[WHAT YOU WILL DO] Transcribe the records in full.
Start of Block
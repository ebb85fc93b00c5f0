use super::commands::{ReplCommand, ReplResult, HELP};
use crate::error::Result;
use crate::pages::{query_page, Dashboard, Page};
use crate::render::Block;
use crate::session::SessionContext;
use std::path::Path;
use tracing::info;

pub struct ReplSession {
    dashboard: Dashboard,
    context: SessionContext,
}

impl ReplSession {
    pub fn new(dashboard: Dashboard, context: SessionContext) -> Self {
        Self { dashboard, context }
    }

    pub fn context(&self) -> &SessionContext {
        &self.context
    }

    pub async fn execute(&mut self, command: ReplCommand) -> ReplResult {
        match command {
            ReplCommand::Sql(sql) => {
                self.context.page = Page::Query;
                self.context
                    .run_query(self.dashboard.executor(), &sql)
                    .await;
                ReplResult::blocks(query_page(&self.context))
            }
            ReplCommand::Page(page) => {
                self.context.page = page;
                ReplResult::blocks(self.dashboard.render(&self.context).await)
            }
            ReplCommand::Pages => {
                let lines: Vec<String> = Page::ALL
                    .iter()
                    .map(|p| {
                        let marker = if *p == self.context.page { "*" } else { " " };
                        format!("{} {:<14} {}", marker, p.slug(), p.title())
                    })
                    .collect();
                ReplResult::blocks(vec![Block::Text(lines.join("\n"))])
            }
            ReplCommand::Chart { kind, choices } => {
                self.context.set_chart(kind, choices);
                self.context.page = Page::Query;
                ReplResult::blocks(query_page(&self.context))
            }
            ReplCommand::Date(date) => {
                self.context.reference_date = date;
                self.context.page = Page::FoodListings;
                ReplResult::blocks(self.dashboard.render(&self.context).await)
            }
            ReplCommand::Show => ReplResult::blocks(self.dashboard.render(&self.context).await),
            ReplCommand::Export(path) => {
                let blocks = self.dashboard.render(&self.context).await;
                match export_chart(&blocks, &path) {
                    Ok(true) => ReplResult::blocks(vec![Block::Success(format!(
                        "Chart written to {}",
                        path.display()
                    ))]),
                    Ok(false) => ReplResult::blocks(vec![Block::Warning(
                        "The current page has no chart to export.".to_string(),
                    )]),
                    Err(e) => ReplResult::blocks(vec![Block::Error(e.to_string())]),
                }
            }
            ReplCommand::Help => ReplResult::blocks(vec![Block::Text(HELP.to_string())]),
            ReplCommand::Quit => ReplResult::quit(),
        }
    }
}

pub fn export_chart(blocks: &[Block], path: &Path) -> Result<bool> {
    let Some(spec) = blocks.iter().find_map(Block::as_chart) else {
        return Ok(false);
    };
    let json = serde_json::to_string_pretty(&spec.to_vega_lite())?;
    std::fs::write(path, json)?;
    info!(path = %path.display(), mark = spec.mark.name(), "Exported chart");
    Ok(true)
}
End of Block
[EXERCISE RESULT]
repository ebb85fc93b00c5f0
use super::commands::{ReplCommand, ReplResult, HELP};
use crate::error::Result;
use crate::pages::{query_page, Dashboard, Page};
use crate::render::Block;
use crate::session::SessionContext;
use std::path::Path;
use tracing::info;

pub struct ReplSession {
    dashboard: Dashboard,
    context: SessionContext,
}

impl ReplSession {
    pub fn new(dashboard: Dashboard, context: SessionContext) -> Self {
        Self { dashboard, context }
    }

    pub fn context(&self) -> &SessionContext {
        &self.context
    }

    pub async fn execute(&mut self, command: ReplCommand) -> ReplResult {
        match command {
            ReplCommand::Sql(sql) => {
                self.context.page = Page::Query;
                self.context
                    .run_query(self.dashboard.executor(), &sql)
                    .await;
                ReplResult::blocks(query_page(&self.context))
            }
            ReplCommand::Page(page) => {
                self.context.page = page;
                ReplResult::blocks(self.dashboard.render(&self.context).await)
            }
            ReplCommand::Pages => {
                let lines: Vec<String> = Page::ALL
                    .iter()
                    .map(|p| {
                        let marker = if *p == self.context.page { "*" } else { " " };
                        format!("{} {:<14} {}", marker, p.slug(), p.title())
                    })
                    .collect();
                ReplResult::blocks(vec![Block::Text(lines.join("\n"))])
            }
            ReplCommand::Chart { kind, choices } => {
                self.context.set_chart(kind, choices);
                self.context.page = Page::Query;
                ReplResult::blocks(query_page(&self.context))
            }
            ReplCommand::Date(date) => {
                self.context.reference_date = date;
                self.context.page = Page::FoodListings;
                ReplResult::blocks(self.dashboard.render(&self.context).await)
            }
            ReplCommand::Show => ReplResult::blocks(self.dashboard.render(&self.context).await),
            ReplCommand::Export(path) => {
                let blocks = self.dashboard.render(&self.context).await;
                match export_chart(&blocks, &path) {
                    Ok(true) => ReplResult::blocks(vec![Block::Success(format!(
                        "Chart written to {}",
                        path.display()
                    ))]),
                    Ok(false) => ReplResult::blocks(vec![Block::Warning(
                        "The current page has no chart to export.".to_string(),
                    )]),
                    Err(e) => ReplResult::blocks(vec![Block::Error(e.to_string())]),
                }
            }
            ReplCommand::Help => ReplResult::blocks(vec![Block::Text(HELP.to_string())]),
            ReplCommand::Quit => ReplResult::quit(),
        }
    }
}

pub fn export_chart(blocks: &[Block], path: &Path) -> Result<bool> {
    let Some(spec) = blocks.iter().find_map(Block::as_chart) else {
        return Ok(false);
    };
    let json = serde_json::to_string_pretty(&spec.to_vega_lite())?;
    std::fs::write(path, json)?;
    info!(path = %path.display(), mark = spec.mark.name(), "Exported chart");
    Ok(true)
}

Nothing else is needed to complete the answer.